In this study, EDS was performed on pineapple leaf fibre (PALF) composites with varying layer configurations (2, 4, 6, 8 layers) as shown in Figs. 9, 10, 11 and 12. The analysis revealed that the composition of the PALF composites is predominantly carbonaceous, with oxygen as the next most abundant element. Trace elements such as sodium, silicon, niobium, and magnesium were also detected. The total elemental composition of the samples summed to 100.00 weight%, with one standard deviation (1 Sigma) accounting for the associated uncertainty in the measurements. These results highlight the carbon-rich nature of PALF composites, which may have significant implications for their potential applications in industries where carbon-based materials are highly valued.
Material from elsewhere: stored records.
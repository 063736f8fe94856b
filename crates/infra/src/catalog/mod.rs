//! Category/brand reference checks consumed by the ledger.

pub mod in_memory;

use std::sync::Arc;

use arka_catalog::Category;
use arka_core::{BrandId, CategoryId};

pub use in_memory::InMemoryCatalog;

/// Confirms that category/brand references resolve before a product is
/// created or updated. Category and brand CRUD live behind this boundary.
pub trait CatalogValidator: Send + Sync {
    fn category_exists(&self, id: &CategoryId) -> bool;

    fn brand_exists(&self, id: &BrandId) -> bool;

    /// Look a category up by its (unique) name.
    fn category_by_name(&self, name: &str) -> Option<Category>;
}

impl<C> CatalogValidator for Arc<C>
where
    C: CatalogValidator + ?Sized,
{
    fn category_exists(&self, id: &CategoryId) -> bool {
        (**self).category_exists(id)
    }

    fn brand_exists(&self, id: &BrandId) -> bool {
        (**self).brand_exists(id)
    }

    fn category_by_name(&self, name: &str) -> Option<Category> {
        (**self).category_by_name(name)
    }
}
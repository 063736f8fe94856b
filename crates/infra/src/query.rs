//! Read-only inventory views over the product store.

use tracing::debug;

use arka_catalog::Product;
use arka_core::{DomainError, ProductId};

use crate::catalog::CatalogValidator;
use crate::error::LedgerResult;
use crate::store::ProductStore;

/// Source of low-stock snapshots for the reporting runner.
pub trait LowStockSource: Send + Sync + 'static {
    fn low_stock(&self, threshold: i64) -> LedgerResult<Vec<Product>>;
}

/// Read-only projection over `ProductStore`. No side effects.
#[derive(Debug)]
pub struct InventoryQuery<S, C> {
    store: S,
    catalog: C,
}

impl<S, C> InventoryQuery<S, C>
where
    S: ProductStore,
    C: CatalogValidator,
{
    pub fn new(store: S, catalog: C) -> Self {
        Self { store, catalog }
    }

    /// Products whose quantity is strictly below `threshold`, in no particular order.
    ///
    /// Any threshold is accepted; `threshold <= 0` simply matches nothing.
    pub fn low_stock(&self, threshold: i64) -> LedgerResult<Vec<Product>> {
        let products: Vec<Product> = self
            .store
            .find_all()?
            .into_iter()
            .filter(|p| p.is_below(threshold))
            .collect();
        debug!(threshold, matched = products.len(), "low stock query");
        Ok(products)
    }

    pub fn all_products(&self) -> LedgerResult<Vec<Product>> {
        Ok(self.store.find_all()?)
    }

    /// Batch lookup; unknown ids are skipped.
    pub fn products_by_ids(&self, ids: &[ProductId]) -> LedgerResult<Vec<Product>> {
        Ok(self.store.find_all_by_id(ids)?)
    }

    /// Products of the category called `category_name`.
    pub fn products_by_category(&self, category_name: &str) -> LedgerResult<Vec<Product>> {
        if category_name.trim().is_empty() {
            return Err(DomainError::invalid_argument("category name cannot be empty").into());
        }
        let category = self
            .catalog
            .category_by_name(category_name)
            .ok_or_else(|| DomainError::not_found(format!("category '{category_name}'")))?;

        Ok(self
            .store
            .find_all()?
            .into_iter()
            .filter(|p| p.category() == category.id)
            .collect())
    }
}

impl<S, C> LowStockSource for InventoryQuery<S, C>
where
    S: ProductStore + 'static,
    C: CatalogValidator + 'static,
{
    fn low_stock(&self, threshold: i64) -> LedgerResult<Vec<Product>> {
        InventoryQuery::low_stock(self, threshold)
    }
}
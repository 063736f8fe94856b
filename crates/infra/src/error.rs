//! Error surface of the ledger and query services.

use thiserror::Error;

use arka_core::{DomainError, ProductId};

use crate::audit::AuditError;
use crate::store::StoreError;

pub type LedgerResult<T> = Result<T, LedgerError>;

/// Ledger operation error.
///
/// Domain failures (`NotFound`, `InvalidArgument`, `Conflict`,
/// `InsufficientStock`) arrive as `LedgerError::Domain`. Store uniqueness and
/// revision failures are folded into `DomainError::Conflict`; whatever is left
/// is an infrastructure failure of a collaborator.
#[derive(Debug, Error)]
pub enum LedgerError {
    #[error(transparent)]
    Domain(#[from] DomainError),

    #[error(transparent)]
    Store(StoreError),

    /// The audit append failed and the write it belonged to was undone.
    #[error(transparent)]
    Audit(#[from] AuditError),

    /// The audit append failed and undoing the write failed too: the stored
    /// product no longer matches its history.
    #[error("product {product} left without an audit entry: {audit}; undo failed: {store}")]
    Unaudited {
        product: ProductId,
        audit: AuditError,
        store: StoreError,
    },
}

impl LedgerError {
    /// The domain error, if this is one.
    pub fn domain(&self) -> Option<&DomainError> {
        match self {
            LedgerError::Domain(e) => Some(e),
            _ => None,
        }
    }
}

impl From<StoreError> for LedgerError {
    fn from(value: StoreError) -> Self {
        match value {
            StoreError::DuplicateName(name) => LedgerError::Domain(DomainError::conflict(
                format!("product '{name}' already exists"),
            )),
            StoreError::Concurrency(msg) => LedgerError::Domain(DomainError::conflict(msg)),
            other => LedgerError::Store(other),
        }
    }
}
The precision in elemental characterization achieved through EDS plays a crucial role in material quality control and further aids in the development of these biocomposites for various engineering applications.

SEM results: (a) 2, (b) 4, (c) 6, and (d) 8 layers.
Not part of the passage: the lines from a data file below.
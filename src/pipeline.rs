use std::collections::HashSet;
use std::fs;
use std::path::{Path, PathBuf};

use thiserror::Error;

use crate::archive::{archive_dir, ArchiveError};
use crate::billing::BillingDetector;
use crate::config::{BillingConfig, RenameConfig};
use crate::extract::{extract, ReferenceNumber};
use crate::normalize::normalize;
use crate::observer::{Event, Observer};
use crate::ocr::{OcrEngine, OcrError};
use crate::pdf::PdfCopier;
use crate::raster::{CropBox, RasterError, Rasterizer};
use crate::report::{sha256_hex, BatchOutcome, FailureStage, RenameResult, UnitFailure};
use crate::split::Splitter;
use crate::workspace::Workspace;

pub const UNKNOWN_PREFIX: &str = "UNKNOWN_";

/// An uploaded PDF: its bytes and the filename it arrived with.
#[derive(Debug, Clone)]
pub struct InputDocument {
    pub name: String,
    pub bytes: Vec<u8>,
}

impl InputDocument {
    pub fn new(name: impl Into<String>, bytes: Vec<u8>) -> Self {
        Self { name: name.into(), bytes }
    }

    pub fn from_path(path: &Path) -> std::io::Result<Self> {
        let name = path
            .file_name()
            .map(|n| n.to_string_lossy().into_owned())
            .unwrap_or_else(|| "document.pdf".to_string());
        Ok(Self { name, bytes: fs::read(path)? })
    }
}

#[derive(Debug, Clone, PartialEq)]
pub struct PipelineOptions {
    pub dpi: u32,
    pub crop: CropBox,
    pub ocr_lang: String,
    pub split: bool,
    pub billing: BillingConfig,
    pub archive_path: PathBuf,
    /// Where normalized OCR text is dumped per unit, if anywhere.
    pub dump_dir: Option<PathBuf>,
}

impl From<&RenameConfig> for PipelineOptions {
    fn from(cfg: &RenameConfig) -> Self {
        Self {
            dpi: cfg.dpi,
            crop: cfg.crop_box(),
            ocr_lang: cfg.ocr_lang.clone(),
            split: cfg.split,
            billing: cfg.billing.clone(),
            archive_path: cfg.archive_path(),
            dump_dir: cfg.dump_ocr.then(|| cfg.output_dir.join("ocr")),
        }
    }
}

#[derive(Debug, Error)]
pub enum PipelineError {
    #[error("Archive failed: {0}")]
    Archive(#[from] ArchiveError),
}

#[derive(Debug, Error)]
pub enum IdentifyError {
    #[error(transparent)]
    Raster(#[from] RasterError),
    #[error(transparent)]
    Ocr(#[from] OcrError),
}

/// Drives upload, optional splitting, OCR identification, renaming and
/// archiving for a batch. Units are processed one at a time; a failing unit
/// never stops the batch.
pub struct Pipeline<'a> {
    pub options: PipelineOptions,
    pub rasterizer: &'a dyn Rasterizer,
    pub ocr: &'a dyn OcrEngine,
    pub copier: &'a dyn PdfCopier,
    pub observer: &'a dyn Observer,
}

struct Unit {
    id: String,
    /// Unique within the batch; names the OCR dump file.
    key: String,
    path: PathBuf,
    fallback: Fallback,
}

enum Fallback {
    Named(String),
    Counter,
}

impl<'a> Pipeline<'a> {
    pub fn run(&self, inputs: &[InputDocument], workspace: &Workspace) -> Result<BatchOutcome, PipelineError> {
        let detector = BillingDetector::with_keyword(self.ocr, &self.options.billing.lang, &self.options.billing.keyword);
        let splitter = Splitter {
            copier: self.copier,
            rasterizer: self.rasterizer,
            detector: &detector,
            observer: self.observer,
            dpi: self.options.billing.dpi,
        };

        let mut uploads = UniqueNames::default();
        let mut outputs = UniqueNames::default();
        let mut unknown_counter = 0usize;
        let mut results = Vec::new();
        let mut failures = Vec::new();

        for (idx, input) in inputs.iter().enumerate() {
            let safe = uploads.reserve(&safe_name(&input.name));
            let upload_path = workspace.upload_dir().join(&safe);
            match fs::write(&upload_path, &input.bytes) {
                Ok(()) => self.observer.notify(&Event::Uploaded {
                    source: input.name.clone(),
                    path: upload_path.display().to_string(),
                    bytes: input.bytes.len(),
                }),
                Err(e) => {
                    self.fail(&mut failures, &input.name, FailureStage::Upload, e.to_string());
                    self.observer.notify(&Event::Progress { done: idx + 1, total: inputs.len() });
                    continue;
                }
            }

            let units: Vec<Unit> = if self.options.split {
                match splitter.split_document(&upload_path, file_stem(&safe), &workspace.split_dir()) {
                    Ok(chunks) if chunks.is_empty() => {
                        self.fail(&mut failures, &input.name, FailureStage::Split, "document has no pages".into());
                        Vec::new()
                    }
                    Ok(chunks) => chunks
                        .into_iter()
                        .map(|c| Unit { key: c.id.clone(), id: c.id, path: c.path, fallback: Fallback::Counter })
                        .collect(),
                    Err(e) => {
                        self.fail(&mut failures, &input.name, FailureStage::Split, e.to_string());
                        Vec::new()
                    }
                }
            } else {
                vec![Unit {
                    id: input.name.clone(),
                    key: safe.clone(),
                    path: upload_path,
                    fallback: Fallback::Named(format!("{}{}.pdf", UNKNOWN_PREFIX, file_stem(&safe))),
                }]
            };

            for unit in units {
                let reference = self.identify_unit(&unit.id, &unit.key, &unit.path);
                let wanted = match (&reference, &unit.fallback) {
                    (Some(r), _) => r.file_name(),
                    (None, Fallback::Named(name)) => name.clone(),
                    (None, Fallback::Counter) => {
                        unknown_counter += 1;
                        format!("{}{}.pdf", UNKNOWN_PREFIX, unknown_counter)
                    }
                };
                let output = outputs.reserve(&wanted);
                let dst = workspace.result_dir().join(&output);
                match self.copier.copy_all(&unit.path, &dst) {
                    Ok(()) => {
                        let sha256 = match fs::read(&dst) {
                            Ok(bytes) => sha256_hex(&bytes),
                            Err(e) => {
                                self.observer.notify(&Event::ChecksumFailed {
                                    unit: unit.id.clone(),
                                    message: e.to_string(),
                                });
                                String::new()
                            }
                        };
                        self.observer.notify(&Event::Renamed {
                            unit: unit.id.clone(),
                            output: output.clone(),
                            reference: reference.as_ref().map(|r| r.to_string()),
                        });
                        results.push(RenameResult { source: unit.id, output, reference, sha256 });
                    }
                    Err(e) => self.fail(&mut failures, &unit.id, FailureStage::Copy, e.to_string()),
                }
            }

            self.observer.notify(&Event::Progress { done: idx + 1, total: inputs.len() });
        }

        let archive = self.options.archive_path.clone();
        let archive_entries = archive_dir(&workspace.result_dir(), &archive)?;
        self.observer.notify(&Event::Archived {
            path: archive.display().to_string(),
            entries: archive_entries.len(),
        });

        let outcome = BatchOutcome { results, failures, archive, archive_entries };
        self.observer.notify(&Event::Finished {
            renamed: outcome.resolved(),
            unresolved: outcome.unresolved(),
            failed: outcome.failures.len(),
        });
        Ok(outcome)
    }

    /// OCR the header region of the first page and look for the reference
    /// number. Rendering and OCR errors are reported and count as "not found".
    pub fn identify(&self, unit: &str, pdf: &Path) -> Option<ReferenceNumber> {
        self.identify_unit(unit, &safe_name(unit), pdf)
    }

    fn identify_unit(&self, unit: &str, key: &str, pdf: &Path) -> Option<ReferenceNumber> {
        match self.read_header(pdf) {
            Ok(raw) => {
                let text = normalize(&raw);
                self.observer.notify(&Event::OcrPreview { unit: unit.to_string(), text: text.clone() });
                if let Some(dir) = &self.options.dump_dir {
                    let path = dir.join(format!("{}.txt", key));
                    if let Err(e) = fs::create_dir_all(dir).and_then(|_| fs::write(&path, &text)) {
                        self.observer.notify(&Event::DumpFailed {
                            unit: unit.to_string(),
                            path: path.display().to_string(),
                            message: e.to_string(),
                        });
                    }
                }
                extract(&text)
            }
            Err(e) => {
                self.observer.notify(&Event::OcrFailed { unit: unit.to_string(), message: e.to_string() });
                None
            }
        }
    }

    fn read_header(&self, pdf: &Path) -> Result<String, IdentifyError> {
        let page = self.rasterizer.render_page(pdf, 0, self.options.dpi)?;
        let header = self.options.crop.apply(&page);
        Ok(self.ocr.recognize(&header, &self.options.ocr_lang)?)
    }

    fn fail(&self, failures: &mut Vec<UnitFailure>, source: &str, stage: FailureStage, message: String) {
        self.observer.notify(&Event::UnitFailed {
            unit: source.to_string(),
            stage: stage.as_str().to_string(),
            message: message.clone(),
        });
        failures.push(UnitFailure { source: source.to_string(), stage, message });
    }
}

/// Bare file name with spaces replaced by underscores.
pub fn safe_name(name: &str) -> String {
    let base = name.rsplit(['/', '\\']).next().unwrap_or(name).trim();
    let base = base.trim_start_matches('.');
    if base.is_empty() {
        "document.pdf".to_string()
    } else {
        base.replace(' ', "_")
    }
}

fn file_stem(name: &str) -> &str {
    match name.rsplit_once('.') {
        Some((stem, ext)) if !stem.is_empty() && ext.eq_ignore_ascii_case("pdf") => stem,
        _ => name,
    }
}

/// Hands out file names that are unique within one directory by appending
/// `-1`, `-2`, ... before the extension.
#[derive(Debug, Default)]
pub struct UniqueNames {
    used: HashSet<String>,
}

impl UniqueNames {
    pub fn reserve(&mut self, name: &str) -> String {
        if self.used.insert(name.to_lowercase()) {
            return name.to_string();
        }
        let (stem, ext) = match name.rsplit_once('.') {
            Some((s, e)) if !s.is_empty() => (s, format!(".{}", e)),
            _ => (name, String::new()),
        };
        let mut i = 1;
        loop {
            let candidate = format!("{}-{}{}", stem, i, ext);
            if self.used.insert(candidate.to_lowercase()) {
                return candidate;
            }
            i += 1;
        }
    }
}

#[cfg(test)]
mod tests {
    use super::*;

    #[test]
    fn safe_name_strips_dirs_and_spaces() {
        assert_eq!(safe_name("scan 01.pdf"), "scan_01.pdf");
        assert_eq!(safe_name("../../etc/x y.pdf"), "x_y.pdf");
        assert_eq!(safe_name(""), "document.pdf");
    }

    #[test]
    fn unique_names_suffix_before_extension() {
        let mut names = UniqueNames::default();
        assert_eq!(names.reserve("1234.5.6.7.8.pdf"), "1234.5.6.7.8.pdf");
        assert_eq!(names.reserve("1234.5.6.7.8.pdf"), "1234.5.6.7.8-1.pdf");
        assert_eq!(names.reserve("1234.5.6.7.8.pdf"), "1234.5.6.7.8-2.pdf");
        assert_eq!(names.reserve("README"), "README");
        assert_eq!(names.reserve("readme"), "readme-1");
    }

    #[test]
    fn unique_names_skip_taken_suffix() {
        let mut names = UniqueNames::default();
        names.reserve("a-1.pdf");
        names.reserve("a.pdf");
        assert_eq!(names.reserve("a.pdf"), "a-2.pdf");
    }

    #[test]
    fn file_stem_drops_pdf_extension() {
        assert_eq!(file_stem("scan_01.pdf"), "scan_01");
        assert_eq!(file_stem("scan_01.PDF"), "scan_01");
        assert_eq!(file_stem("noext"), "noext");
    }
}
Implications of elemental composition on the mechanical and functional properties of PALF composites

The distinctive characteristics of carbon-rich pineapple leaf fibre-reinforced biocomposites (PALF) position them as a versatile and promising material with significant potential across various applications. The high carbon content within these composites is a key factor contributing to their mechanical strength and electrical conductivity, though the specific form of carbon and its arrangement within the composite matrix are critical factors influencing performance. The examination of the elemental analysis reveals a substantial carbon content in the PALF composites, suggesting potential improvements in the mechanical properties and overall durability of the material.

With carbon constituting over 66% of the composite, the resulting material demonstrates exceptional structural strength, making it ideal for applications requiring high performance. The intrinsic rigidity and durability of carbon make it a prime candidate for reinforcement, contributing to improved tensile strength and modulus. As such, carbon-rich PALF composites possess characteristics that render them well-suited for structural applications where both lightness and strength are paramount. Examples of such applications include aerospace components, automotive parts, and biomedical equipment, where high-performance materials are essential.
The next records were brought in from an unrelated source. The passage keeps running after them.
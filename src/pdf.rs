use std::path::Path;

use lopdf::Document;
use thiserror::Error;

#[derive(Debug, Error)]
pub enum CopyError {
    #[error("FileNotFound: {0}")]
    FileNotFound(String),
    #[error("EncryptedPDF: {0}")]
    Encrypted(String),
    #[error("PdfError: {0}")]
    Pdf(#[from] lopdf::Error),
    #[error("page {page} out of range (document has {count})")]
    PageOutOfRange { page: usize, count: usize },
    #[error("no pages selected")]
    Empty,
    #[error("io: {0}")]
    Io(#[from] std::io::Error),
}

/// Reads a PDF's pages and writes a new PDF holding a chosen subset of them.
pub trait PdfCopier {
    fn page_count(&self, pdf: &Path) -> Result<usize, CopyError>;

    /// `pages` are 0-based, ascending.
    fn write_pages(&self, src: &Path, pages: &[usize], dst: &Path) -> Result<(), CopyError>;

    fn copy_all(&self, src: &Path, dst: &Path) -> Result<(), CopyError> {
        let count = self.page_count(src)?;
        let pages: Vec<usize> = (0..count).collect();
        self.write_pages(src, &pages, dst)
    }
}

/// In-process copier on top of `lopdf`: loads, drops unselected pages,
/// prunes orphaned objects and saves.
#[derive(Debug, Clone, Copy, Default)]
pub struct LopdfCopier;

impl LopdfCopier {
    fn load(pdf: &Path) -> Result<Document, CopyError> {
        if !pdf.exists() {
            return Err(CopyError::FileNotFound(pdf.display().to_string()));
        }
        let doc = Document::load(pdf)?;
        if doc.is_encrypted() {
            return Err(CopyError::Encrypted(pdf.display().to_string()));
        }
        Ok(doc)
    }
}

impl PdfCopier for LopdfCopier {
    fn page_count(&self, pdf: &Path) -> Result<usize, CopyError> {
        Ok(Self::load(pdf)?.get_pages().len())
    }

    fn write_pages(&self, src: &Path, pages: &[usize], dst: &Path) -> Result<(), CopyError> {
        if pages.is_empty() {
            return Err(CopyError::Empty);
        }
        let mut doc = Self::load(src)?;
        let count = doc.get_pages().len();
        if let Some(&page) = pages.iter().find(|&&p| p >= count) {
            return Err(CopyError::PageOutOfRange { page, count });
        }

        // lopdf numbers pages from 1
        let drop: Vec<u32> = (0..count)
            .filter(|p| !pages.contains(p))
            .map(|p| (p + 1) as u32)
            .collect();
        if !drop.is_empty() {
            doc.delete_pages(&drop);
            doc.prune_objects();
            doc.renumber_objects();
        }
        doc.compress();

        // write to a sibling temp file then rename, so a failed save leaves nothing behind
        let tmp = dst.with_extension(format!("pdf.tmp.{}", std::process::id()));
        if let Err(e) = doc.save(&tmp) {
            let _ = std::fs::remove_file(&tmp);
            return Err(e.into());
        }
        if let Err(e) = std::fs::rename(&tmp, dst) {
            let _ = std::fs::remove_file(&tmp);
            return Err(e.into());
        }
        Ok(())
    }
}
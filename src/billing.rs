use image::DynamicImage;

use crate::ocr::{OcrEngine, OcrError};

pub const DEFAULT_KEYWORD: &str = "billing";
pub const DEFAULT_LANG: &str = "eng+ind";

/// Classifies a rendered page as a billing page by keyword presence in its
/// OCR text. Heuristic: an OCR miss yields a false negative.
pub struct BillingDetector<'a> {
    ocr: &'a dyn OcrEngine,
    lang: String,
    keyword: String,
}

impl<'a> BillingDetector<'a> {
    pub fn new(ocr: &'a dyn OcrEngine) -> Self {
        Self::with_keyword(ocr, DEFAULT_LANG, DEFAULT_KEYWORD)
    }

    pub fn with_keyword(ocr: &'a dyn OcrEngine, lang: &str, keyword: &str) -> Self {
        Self { ocr, lang: lang.to_string(), keyword: keyword.to_lowercase() }
    }

    pub fn is_billing(&self, page: &DynamicImage) -> Result<bool, OcrError> {
        let text = self.ocr.recognize(page, &self.lang)?;
        Ok(contains_keyword(&text, &self.keyword))
    }
}

/// `keyword` is expected lowercase.
pub fn contains_keyword(text: &str, keyword: &str) -> bool {
    text.to_lowercase().contains(keyword)
}
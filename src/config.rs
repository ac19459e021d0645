use std::path::{Path, PathBuf};

use serde::{Deserialize, Serialize};
use thiserror::Error;

use crate::archive::ARCHIVE_NAME;
use crate::billing::{DEFAULT_KEYWORD, DEFAULT_LANG};
use crate::raster::CropBox;

pub const DEFAULT_CONFIG_FILE: &str = "nomor-rename.yaml";

#[derive(Debug, Error)]
pub enum ConfigError {
    #[error("Failed to read {path}: {message}")]
    Read { path: String, message: String },
    #[error("Failed to parse {path}: {message}")]
    Parse { path: String, message: String },
    #[error("Invalid config: {0}")]
    Invalid(String),
}

#[derive(Debug, Clone, PartialEq, Serialize, Deserialize)]
#[serde(default)]
pub struct BillingConfig {
    pub keyword: String,
    pub lang: String,
    pub dpi: u32,
}

impl Default for BillingConfig {
    fn default() -> Self {
        Self { keyword: DEFAULT_KEYWORD.to_string(), lang: DEFAULT_LANG.to_string(), dpi: 200 }
    }
}

/// Named crop presets accepted in YAML as `crop: top_band`.
#[derive(Debug, Clone, Copy, PartialEq, Serialize, Deserialize)]
#[serde(untagged)]
pub enum CropSetting {
    Preset(CropPreset),
    Box(CropBox),
}

#[derive(Debug, Clone, Copy, PartialEq, Eq, Serialize, Deserialize)]
#[serde(rename_all = "snake_case")]
pub enum CropPreset {
    Header,
    TopBand,
    FullPage,
}

impl CropSetting {
    pub fn resolve(self) -> CropBox {
        match self {
            CropSetting::Preset(CropPreset::Header) => CropBox::default(),
            CropSetting::Preset(CropPreset::TopBand) => CropBox::top_band(),
            CropSetting::Preset(CropPreset::FullPage) => CropBox::full_page(),
            CropSetting::Box(b) => b,
        }
    }
}

impl Default for CropSetting {
    fn default() -> Self {
        CropSetting::Preset(CropPreset::Header)
    }
}

#[derive(Debug, Clone, PartialEq, Serialize, Deserialize)]
#[serde(default)]
pub struct RenameConfig {
    pub inputs: Vec<String>,
    pub output_dir: PathBuf,
    pub archive_name: String,
    pub workspace_dir: Option<PathBuf>,
    pub dpi: u32,
    pub crop: CropSetting,
    pub ocr_lang: String,
    pub ocr_psm: Option<u8>,
    pub split: bool,
    pub billing: BillingConfig,
    pub dump_ocr: bool,
}

impl Default for RenameConfig {
    fn default() -> Self {
        Self {
            inputs: vec!["./input/**/*.pdf".to_string()],
            output_dir: PathBuf::from("./output"),
            archive_name: ARCHIVE_NAME.to_string(),
            workspace_dir: None,
            dpi: 400,
            crop: CropSetting::default(),
            ocr_lang: "eng".to_string(),
            ocr_psm: None,
            split: false,
            billing: BillingConfig::default(),
            dump_ocr: false,
        }
    }
}

impl RenameConfig {
    pub fn archive_path(&self) -> PathBuf {
        self.output_dir.join(&self.archive_name)
    }

    pub fn report_path(&self) -> PathBuf {
        self.archive_path().with_extension("json")
    }

    pub fn crop_box(&self) -> CropBox {
        self.crop.resolve()
    }

    pub fn validate(&self) -> Result<(), ConfigError> {
        if self.dpi == 0 || self.billing.dpi == 0 {
            return Err(ConfigError::Invalid("dpi must be positive".into()));
        }
        if !self.crop_box().is_valid() {
            return Err(ConfigError::Invalid(format!("crop box out of range: {:?}", self.crop_box())));
        }
        let name = self.archive_name.trim();
        if name.is_empty() || name.contains('/') || name.contains('\\') {
            return Err(ConfigError::Invalid("archive_name must be a bare file name".into()));
        }
        if self.ocr_lang.trim().is_empty() || self.billing.lang.trim().is_empty() {
            return Err(ConfigError::Invalid("ocr language must not be empty".into()));
        }
        if self.billing.keyword.trim().is_empty() {
            return Err(ConfigError::Invalid("billing keyword must not be empty".into()));
        }
        Ok(())
    }
}

/// Load and validate a YAML config. Missing keys fall back to defaults.
pub fn load_config(path: &Path) -> Result<RenameConfig, ConfigError> {
    let raw = std::fs::read_to_string(path)
        .map_err(|e| ConfigError::Read { path: path.display().to_string(), message: e.to_string() })?;
    parse_config(&raw).map_err(|e| match e {
        ConfigError::Parse { message, .. } => ConfigError::Parse { path: path.display().to_string(), message },
        other => other,
    })
}

pub fn parse_config(raw: &str) -> Result<RenameConfig, ConfigError> {
    let cfg: RenameConfig = if raw.trim().is_empty() {
        RenameConfig::default()
    } else {
        serde_yaml::from_str(raw)
            .map_err(|e| ConfigError::Parse { path: "<inline>".into(), message: e.to_string() })?
    };
    cfg.validate()?;
    Ok(cfg)
}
Moreover, the presence of oxygen and trace elements such as niobium and potassium adds further potential to the composite’s capabilities. Oxygen, as a functional component, may enhance the material’s compatibility with specific polymer matrices, thereby improving the bonding at the interface between the fibre and the matrix, ultimately leading to improved mechanical properties. The inclusion of niobium and potassium can also enhance specific performance traits, such as corrosion resistance and catalytic activity. These features open up additional possibilities for the use of PALF composites in industries such as chemical engineering, electronics, and environmental remediation. The high carbon content of PALF composites presents a significant opportunity for the development of advanced materials with tailored characteristics. This makes them particularly appealing for diverse industrial applications that prioritize strength, durability, and performance. The unique combination of mechanical and functional properties makes PALF composites a promising material for a wide array of applications requiring both structural integrity and specialized performance. Also, the carbon content not only carbon content alone does not directly dictate strength. Fiber orientation, matrix adhesion, and dispersion also play a crucial role in defining mechanical properties.